# [Stored items]
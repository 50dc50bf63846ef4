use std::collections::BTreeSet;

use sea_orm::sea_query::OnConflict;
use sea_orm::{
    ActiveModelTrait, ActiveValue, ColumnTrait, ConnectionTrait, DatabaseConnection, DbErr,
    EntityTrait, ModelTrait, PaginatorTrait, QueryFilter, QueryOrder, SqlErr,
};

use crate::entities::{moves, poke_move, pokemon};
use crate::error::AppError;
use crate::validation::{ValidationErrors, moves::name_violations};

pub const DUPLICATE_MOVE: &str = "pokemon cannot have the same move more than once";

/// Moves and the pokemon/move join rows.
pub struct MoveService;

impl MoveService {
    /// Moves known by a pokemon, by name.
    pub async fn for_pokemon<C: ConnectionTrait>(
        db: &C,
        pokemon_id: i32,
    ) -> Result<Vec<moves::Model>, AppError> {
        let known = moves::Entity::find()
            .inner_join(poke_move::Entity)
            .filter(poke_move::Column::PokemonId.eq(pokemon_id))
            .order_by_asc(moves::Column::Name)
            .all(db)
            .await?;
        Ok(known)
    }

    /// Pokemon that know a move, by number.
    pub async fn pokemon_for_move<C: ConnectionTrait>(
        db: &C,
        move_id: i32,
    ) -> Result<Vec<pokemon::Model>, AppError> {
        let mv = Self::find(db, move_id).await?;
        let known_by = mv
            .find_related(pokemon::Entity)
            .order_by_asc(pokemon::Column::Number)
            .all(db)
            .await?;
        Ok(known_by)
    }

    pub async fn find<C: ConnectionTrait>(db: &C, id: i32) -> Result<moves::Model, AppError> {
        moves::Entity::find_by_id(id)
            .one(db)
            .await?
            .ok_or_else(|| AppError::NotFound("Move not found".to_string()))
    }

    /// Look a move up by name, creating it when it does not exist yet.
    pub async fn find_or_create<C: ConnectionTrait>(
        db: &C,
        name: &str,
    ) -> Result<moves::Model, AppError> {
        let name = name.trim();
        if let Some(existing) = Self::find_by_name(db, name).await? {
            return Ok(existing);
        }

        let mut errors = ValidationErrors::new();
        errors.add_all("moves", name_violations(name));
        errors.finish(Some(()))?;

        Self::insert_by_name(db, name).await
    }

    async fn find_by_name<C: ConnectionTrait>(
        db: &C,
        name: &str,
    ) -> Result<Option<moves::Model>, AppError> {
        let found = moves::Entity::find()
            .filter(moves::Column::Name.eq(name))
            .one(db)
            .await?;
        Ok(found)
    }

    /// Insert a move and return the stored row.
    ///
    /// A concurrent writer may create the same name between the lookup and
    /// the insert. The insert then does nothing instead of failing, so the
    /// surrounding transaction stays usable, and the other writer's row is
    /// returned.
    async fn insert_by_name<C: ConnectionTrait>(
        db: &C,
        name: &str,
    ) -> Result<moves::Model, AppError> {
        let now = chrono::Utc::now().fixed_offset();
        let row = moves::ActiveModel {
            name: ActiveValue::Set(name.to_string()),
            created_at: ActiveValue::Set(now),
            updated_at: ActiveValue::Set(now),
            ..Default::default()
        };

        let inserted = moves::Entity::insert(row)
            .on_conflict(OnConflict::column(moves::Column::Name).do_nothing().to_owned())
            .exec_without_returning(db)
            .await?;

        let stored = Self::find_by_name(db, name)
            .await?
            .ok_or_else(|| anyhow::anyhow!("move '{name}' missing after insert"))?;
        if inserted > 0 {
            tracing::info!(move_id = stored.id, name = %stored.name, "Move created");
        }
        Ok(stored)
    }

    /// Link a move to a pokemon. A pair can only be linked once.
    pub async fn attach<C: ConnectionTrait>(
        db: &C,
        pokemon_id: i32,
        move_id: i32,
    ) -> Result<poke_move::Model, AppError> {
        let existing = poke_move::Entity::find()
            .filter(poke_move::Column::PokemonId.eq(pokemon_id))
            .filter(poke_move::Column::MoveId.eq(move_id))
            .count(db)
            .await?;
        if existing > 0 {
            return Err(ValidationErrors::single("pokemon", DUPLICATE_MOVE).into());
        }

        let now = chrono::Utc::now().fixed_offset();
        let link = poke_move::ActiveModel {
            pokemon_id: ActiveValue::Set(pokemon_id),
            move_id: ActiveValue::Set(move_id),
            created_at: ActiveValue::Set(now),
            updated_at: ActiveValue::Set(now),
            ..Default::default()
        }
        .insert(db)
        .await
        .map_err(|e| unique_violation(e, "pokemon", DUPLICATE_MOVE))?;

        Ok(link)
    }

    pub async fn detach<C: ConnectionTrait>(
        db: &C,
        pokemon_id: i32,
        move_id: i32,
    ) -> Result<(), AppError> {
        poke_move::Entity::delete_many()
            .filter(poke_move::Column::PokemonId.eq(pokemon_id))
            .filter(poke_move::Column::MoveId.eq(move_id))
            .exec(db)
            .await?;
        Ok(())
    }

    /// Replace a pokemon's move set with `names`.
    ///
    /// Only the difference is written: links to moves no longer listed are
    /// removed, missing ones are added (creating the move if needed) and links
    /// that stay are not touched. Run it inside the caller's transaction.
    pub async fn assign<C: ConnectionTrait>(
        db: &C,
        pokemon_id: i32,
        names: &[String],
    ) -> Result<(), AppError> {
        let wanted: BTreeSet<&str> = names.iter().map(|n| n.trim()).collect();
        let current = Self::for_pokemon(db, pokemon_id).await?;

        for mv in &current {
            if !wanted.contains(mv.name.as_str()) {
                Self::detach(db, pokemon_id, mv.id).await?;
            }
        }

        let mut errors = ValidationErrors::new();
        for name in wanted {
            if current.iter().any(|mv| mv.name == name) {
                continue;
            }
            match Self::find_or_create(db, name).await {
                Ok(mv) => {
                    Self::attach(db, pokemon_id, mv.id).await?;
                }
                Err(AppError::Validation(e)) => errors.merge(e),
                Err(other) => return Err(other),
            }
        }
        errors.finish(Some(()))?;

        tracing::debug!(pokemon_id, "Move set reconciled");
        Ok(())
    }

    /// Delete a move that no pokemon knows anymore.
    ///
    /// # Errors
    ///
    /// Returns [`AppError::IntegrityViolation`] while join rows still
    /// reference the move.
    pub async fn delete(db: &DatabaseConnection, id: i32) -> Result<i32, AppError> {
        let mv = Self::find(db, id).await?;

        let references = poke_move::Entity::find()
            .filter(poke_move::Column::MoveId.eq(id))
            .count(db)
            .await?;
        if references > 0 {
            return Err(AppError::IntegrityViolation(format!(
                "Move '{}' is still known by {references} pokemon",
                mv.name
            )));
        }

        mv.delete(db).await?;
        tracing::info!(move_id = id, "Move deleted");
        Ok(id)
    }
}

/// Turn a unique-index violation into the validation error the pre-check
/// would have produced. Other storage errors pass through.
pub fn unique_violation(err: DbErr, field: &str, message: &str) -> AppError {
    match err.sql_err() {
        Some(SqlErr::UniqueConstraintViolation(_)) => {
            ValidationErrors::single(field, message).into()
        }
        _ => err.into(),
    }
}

==

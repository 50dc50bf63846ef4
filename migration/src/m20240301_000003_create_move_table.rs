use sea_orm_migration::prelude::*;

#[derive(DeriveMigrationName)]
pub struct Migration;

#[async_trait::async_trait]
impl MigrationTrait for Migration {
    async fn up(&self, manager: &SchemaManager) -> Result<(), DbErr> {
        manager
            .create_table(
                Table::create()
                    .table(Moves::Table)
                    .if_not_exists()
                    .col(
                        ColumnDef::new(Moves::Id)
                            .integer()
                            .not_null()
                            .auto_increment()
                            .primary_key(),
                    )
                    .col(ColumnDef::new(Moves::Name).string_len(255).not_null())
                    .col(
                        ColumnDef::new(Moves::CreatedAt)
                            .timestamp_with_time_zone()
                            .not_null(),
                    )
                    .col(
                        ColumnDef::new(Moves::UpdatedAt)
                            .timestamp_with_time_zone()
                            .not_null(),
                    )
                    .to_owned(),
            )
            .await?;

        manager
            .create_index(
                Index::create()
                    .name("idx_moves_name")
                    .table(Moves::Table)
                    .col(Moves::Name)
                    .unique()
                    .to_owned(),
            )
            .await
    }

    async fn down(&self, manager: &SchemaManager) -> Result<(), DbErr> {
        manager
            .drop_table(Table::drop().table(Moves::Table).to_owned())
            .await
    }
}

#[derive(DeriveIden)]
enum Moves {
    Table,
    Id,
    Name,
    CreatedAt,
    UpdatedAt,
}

# [Your objective]
Among the lines of the data, identify those with the word "have". Copy each of them.

# [Exercise answer]
pub const DUPLICATE_MOVE: &str = "pokemon cannot have the same move more than once";
/// would have produced. Other storage errors pass through.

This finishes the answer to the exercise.